• [Aim of the task]:
Whenever a line below includes "cleanup", add it to the tally, then give the total and nothing more.

• [Stored items]:
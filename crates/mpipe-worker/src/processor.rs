//! Per-file processing: ledger transitions around the rendition pipeline.
//!
//! A record is acknowledged only once its outputs are uploaded, or when no
//! redelivery could ever change the result (already processed, or routed to
//! the dead-letter stream).

use std::path::Path;
use std::sync::Arc;
use std::time::Instant;

use mpipe_ledger::{LedgerError, StatusLedger};
use mpipe_media::RenditionPipeline;
use mpipe_models::{FileEvent, ProcessStatus};
use mpipe_queue::{EventSource, InFlight};
use mpipe_storage::{BlobStore, UploadSummary};
use tracing::{debug, error, info, warn, Instrument};

use crate::error::{WorkerError, WorkerResult};
use crate::logging::FileContext;
use crate::telemetry::{FileOutcome, Telemetry};

/// Shared by every worker; each call owns one file end to end.
#[derive(Clone)]
pub struct FileProcessor {
    ledger: Arc<dyn StatusLedger>,
    source: Arc<dyn EventSource>,
    pipeline: RenditionPipeline,
    telemetry: Telemetry,
    in_flight: Option<InFlight>,
}

impl FileProcessor {
    pub fn new(
        ledger: Arc<dyn StatusLedger>,
        source: Arc<dyn EventSource>,
        pipeline: RenditionPipeline,
    ) -> Self {
        Self {
            ledger,
            source,
            pipeline,
            telemetry: Telemetry::noop(),
            in_flight: None,
        }
    }

    pub fn with_telemetry(mut self, telemetry: Telemetry) -> Self {
        self.telemetry = telemetry;
        self
    }

    /// Release each delivery from `in_flight` once its file has an outcome.
    pub fn with_in_flight(mut self, in_flight: InFlight) -> Self {
        self.in_flight = Some(in_flight);
        self
    }

    /// Process one event using `blob` and the scratch directory `scratch`.
    ///
    /// Never fails: every error ends up as a ledger transition, a log entry
    /// and an outcome. `scratch` is removed before returning.
    pub async fn process(
        &self,
        blob: &dyn BlobStore,
        scratch: &Path,
        ctx: &FileContext,
        event: &FileEvent,
    ) -> FileOutcome {
        let started = Instant::now();

        let outcome = async {
            let outcome = self.handle(blob, scratch, event).await;
            remove_scratch(scratch).await;
            info!(
                outcome = outcome.as_str(),
                elapsed_ms = started.elapsed().as_millis() as u64,
                "Finished file"
            );
            outcome
        }
        .instrument(ctx.span())
        .await;

        if let (Some(in_flight), Some(delivery)) = (&self.in_flight, &event.delivery) {
            in_flight.remove(delivery);
        }
        self.telemetry.record_file(outcome, started.elapsed());
        outcome
    }

    async fn handle(&self, blob: &dyn BlobStore, scratch: &Path, event: &FileEvent) -> FileOutcome {
        match self.ledger.is_already_processed(&event.filename).await {
            Ok(true) => {
                info!("File already processed, skipping");
                self.ack(event).await;
                return FileOutcome::Skipped;
            }
            Ok(false) => {}
            Err(e) => {
                warn!(error = %e, "Idempotency check failed, leaving record for redelivery");
                return FileOutcome::Deferred;
            }
        }

        if let Err(e) = RenditionPipeline::dispatch(&event.content_type) {
            warn!(content_type = %event.content_type, "Rejecting unsupported content");
            self.dead_letter(event, &e.to_string()).await;
            return FileOutcome::Rejected;
        }

        match self.ledger.update_status(&event.filename, ProcessStatus::Processing).await {
            Ok(()) => {}
            Err(LedgerError::AlreadySucceeded { .. }) => {
                info!("File finished by another delivery, skipping");
                self.ack(event).await;
                return FileOutcome::Skipped;
            }
            Err(e @ LedgerError::NotFound(_)) => {
                warn!(error = %e, "No ledger row to claim, rejecting");
                self.dead_letter(event, &e.to_string()).await;
                return FileOutcome::Rejected;
            }
            Err(e) => {
                warn!(error = %e, "Failed to mark file as processing, leaving record for redelivery");
                return FileOutcome::Deferred;
            }
        }

        match self.execute(blob, scratch, event).await {
            Ok(summary) => {
                if let Err(e) = self
                    .ledger
                    .update_status(&event.filename, ProcessStatus::Success)
                    .await
                {
                    error!(error = %e, "Outputs uploaded but ledger not marked SUCCESS");
                }
                info!(
                    uploaded = summary.uploaded.len(),
                    skipped = summary.skipped,
                    "File processed"
                );
                self.ack(event).await;
                FileOutcome::Succeeded
            }
            Err(e) => self.fail(event, e).await,
        }
    }

    /// Download, run every pipeline stage, upload.
    async fn execute(
        &self,
        blob: &dyn BlobStore,
        scratch: &Path,
        event: &FileEvent,
    ) -> WorkerResult<UploadSummary> {
        tokio::fs::create_dir_all(scratch).await?;

        let input = blob.download(&event.filename, scratch).await?;
        debug!(path = %input.display(), "Downloaded source");

        let output = self.pipeline.run(&input, &event.content_type).await?;
        if !output.cleanup.is_clean() {
            warn!(failures = output.cleanup.failures, "Cleanup left files behind");
        }

        let summary = blob
            .upload_directory(&output.output_dir, event.basename())
            .await?;
        Ok(summary)
    }

    async fn fail(&self, event: &FileEvent, err: WorkerError) -> FileOutcome {
        error!(stage = err.stage(), error = %err, "File processing failed");

        match self.ledger.update_status(&event.filename, ProcessStatus::Fail).await {
            Ok(()) => {}
            Err(LedgerError::AlreadySucceeded { .. }) => {
                info!("File finished by another delivery, skipping");
                self.ack(event).await;
                return FileOutcome::Skipped;
            }
            Err(e) => warn!(error = %e, "Failed to mark file as failed"),
        }

        if !err.is_retryable() {
            self.dead_letter(event, &err.to_string()).await;
            return FileOutcome::Rejected;
        }

        let Some(delivery) = &event.delivery else {
            return FileOutcome::Failed;
        };
        match self.source.record_failure(delivery).await {
            Ok(attempts) if attempts >= self.source.max_delivery_attempts() => {
                warn!(attempts, "Delivery attempts exhausted");
                self.dead_letter(event, &err.to_string()).await;
                FileOutcome::DeadLettered
            }
            Ok(attempts) => {
                info!(attempts, "Leaving record for redelivery");
                FileOutcome::Failed
            }
            Err(e) => {
                warn!(error = %e, "Failed to count delivery attempt");
                FileOutcome::Failed
            }
        }
    }

    async fn ack(&self, event: &FileEvent) {
        let Some(delivery) = &event.delivery else {
            return;
        };
        if let Err(e) = self.source.ack(delivery).await {
            warn!(error = %e, "Failed to acknowledge record");
        }
    }

    async fn dead_letter(&self, event: &FileEvent, reason: &str) {
        let Some(delivery) = &event.delivery else {
            return;
        };
        let payload = match event.to_payload() {
            Ok(payload) => payload,
            Err(e) => {
                warn!(error = %e, "Failed to encode dead-letter payload");
                Vec::new()
            }
        };
        if let Err(e) = self.source.dead_letter(delivery, &payload, reason).await {
            warn!(error = %e, "Failed to route record to dead letter stream");
        }
    }
}

async fn remove_scratch(scratch: &Path) {
    match tokio::fs::remove_dir_all(scratch).await {
        Ok(()) => {}
        Err(e) if e.kind() == std::io::ErrorKind::NotFound => {}
        Err(e) => warn!(path = %scratch.display(), error = %e, "Failed to remove scratch directory"),
    }
}

#[cfg(test)]
mod tests {
    use super::*;
    use mpipe_ledger::MemoryLedger;
    use mpipe_media::testing::{ScriptedEngine, ScriptedPackager};
    use mpipe_media::PipelineConfig;
    use mpipe_models::RenditionLadder;
    use mpipe_queue::MemorySource;
    use mpipe_storage::MemoryBlobStore;
    use std::time::Duration;

    struct Harness {
        ledger: Arc<MemoryLedger>,
        source: Arc<MemorySource>,
        blob: MemoryBlobStore,
        engine: Arc<ScriptedEngine>,
        processor: FileProcessor,
        scratch: tempfile::TempDir,
    }

    fn harness() -> Harness {
        let ledger = Arc::new(MemoryLedger::new());
        let source = Arc::new(MemorySource::new(Duration::from_secs(60)));
        let engine = Arc::new(ScriptedEngine::new());
        let config = PipelineConfig {
            ladder: RenditionLadder::from_codec_list("h264").unwrap(),
            ..PipelineConfig::default()
        };
        let pipeline = RenditionPipeline::new(config, engine.clone(), Arc::new(ScriptedPackager::new()));
        let processor = FileProcessor::new(ledger.clone(), source.clone(), pipeline);
        Harness {
            ledger,
            source,
            blob: MemoryBlobStore::new(),
            engine,
            processor,
            scratch: tempfile::tempdir().unwrap(),
        }
    }

    async fn delivered(source: &MemorySource, event: FileEvent) -> FileEvent {
        source.push_event(&event);
        source.poll().await.unwrap().remove(0).decode().unwrap()
    }

    #[tokio::test]
    async fn test_ledger_outage_defers_without_ack() {
        let h = harness();
        h.ledger.register("clip.mp4");
        h.ledger.set_unavailable(true);
        let event = delivered(&h.source, FileEvent::new("clip.mp4", "video/mp4", 7)).await;
        let ctx = FileContext::new(0, &event);

        let scratch = h.scratch.path().join("worker-0");
        let outcome = h.processor.process(&h.blob, &scratch, &ctx, &event).await;

        assert_eq!(outcome, FileOutcome::Deferred);
        assert!(h.source.acked().is_empty());
        assert_eq!(h.blob.download_count(), 0);
        assert!(h.engine.invocations().is_empty());
    }

    #[tokio::test]
    async fn test_missing_upload_fails_and_cleans_scratch() {
        let h = harness();
        h.ledger.register("clip.mp4");
        let event = delivered(&h.source, FileEvent::new("clip.mp4", "video/mp4", 7)).await;
        let ctx = FileContext::new(0, &event);

        let scratch = h.scratch.path().join("worker-0");
        let outcome = h.processor.process(&h.blob, &scratch, &ctx, &event).await;

        assert_eq!(outcome, FileOutcome::Failed);
        assert_eq!(
            h.ledger.history("clip.mp4"),
            [ProcessStatus::Processing, ProcessStatus::Fail]
        );
        assert!(h.source.acked().is_empty());
        assert!(!scratch.exists());
    }

    #[tokio::test]
    async fn test_unregistered_file_is_dead_lettered_before_download() {
        let h = harness();
        h.blob.put_upload("clip.mp4", b"frames".to_vec());
        let event = delivered(&h.source, FileEvent::new("clip.mp4", "video/mp4", 7)).await;
        let ctx = FileContext::new(0, &event);

        let scratch = h.scratch.path().join("worker-0");
        let outcome = h.processor.process(&h.blob, &scratch, &ctx, &event).await;

        assert_eq!(outcome, FileOutcome::Rejected);
        assert_eq!(h.blob.download_count(), 0);
        assert!(h.engine.invocations().is_empty());
        assert_eq!(h.source.dead_letters().len(), 1);
        assert!(h.source.dead_letters()[0].error.contains("clip.mp4"));
        assert!(h.ledger.transitions().is_empty());
    }

    #[tokio::test]
    async fn test_row_vanishing_on_claim_is_dead_lettered() {
        let h = harness();
        h.ledger.register("clip.mp4");
        h.ledger.vanish_on(ProcessStatus::Processing);
        h.blob.put_upload("clip.mp4", b"frames".to_vec());
        let event = delivered(&h.source, FileEvent::new("clip.mp4", "video/mp4", 7)).await;
        let ctx = FileContext::new(0, &event);

        let scratch = h.scratch.path().join("worker-0");
        let outcome = h.processor.process(&h.blob, &scratch, &ctx, &event).await;

        assert_eq!(outcome, FileOutcome::Rejected);
        assert_eq!(h.blob.download_count(), 0);
        assert_eq!(h.source.dead_letters().len(), 1);
        assert!(h.source.pending_ids().is_empty());
    }

    #[tokio::test]
    async fn test_failed_claim_defers_without_work() {
        let h = harness();
        h.ledger.register("clip.mp4");
        h.ledger.set_read_only(true);
        h.blob.put_upload("clip.mp4", b"frames".to_vec());
        let event = delivered(&h.source, FileEvent::new("clip.mp4", "video/mp4", 7)).await;
        let ctx = FileContext::new(0, &event);

        let scratch = h.scratch.path().join("worker-0");
        let outcome = h.processor.process(&h.blob, &scratch, &ctx, &event).await;

        assert_eq!(outcome, FileOutcome::Deferred);
        assert_eq!(h.blob.download_count(), 0);
        assert!(h.engine.invocations().is_empty());
        assert!(h.source.acked().is_empty());
        assert_eq!(h.source.pending_ids().len(), 1);
        assert_eq!(h.ledger.status("clip.mp4").await.unwrap(), Some(ProcessStatus::InQueue));
    }

    #[tokio::test]
    async fn test_outcome_releases_in_flight_delivery() {
        let h = harness();
        let in_flight = InFlight::new();
        let processor = h.processor.clone().with_in_flight(in_flight.clone());
        h.ledger.seed("clip.mp4", ProcessStatus::Success);
        let event = delivered(&h.source, FileEvent::new("clip.mp4", "video/mp4", 7)).await;
        let delivery = event.delivery.clone().unwrap();
        assert!(in_flight.insert(&delivery));

        let ctx = FileContext::new(0, &event);
        let scratch = h.scratch.path().join("worker-0");
        let outcome = processor.process(&h.blob, &scratch, &ctx, &event).await;

        assert_eq!(outcome, FileOutcome::Skipped);
        assert!(!in_flight.contains(&delivery));
    }

    #[tokio::test]
    async fn test_extensionless_input_is_dead_lettered() {
        let h = harness();
        h.ledger.register("clip");
        h.blob.put_upload("clip", b"frames".to_vec());
        let event = delivered(&h.source, FileEvent::new("clip", "video/mp4", 7)).await;
        let ctx = FileContext::new(0, &event);

        let scratch = h.scratch.path().join("worker-0");
        let outcome = h.processor.process(&h.blob, &scratch, &ctx, &event).await;

        assert_eq!(outcome, FileOutcome::Rejected);
        assert_eq!(h.ledger.status("clip").await.unwrap(), Some(ProcessStatus::Fail));
        assert_eq!(h.source.dead_letters().len(), 1);
    }
}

• [Answer space]:
2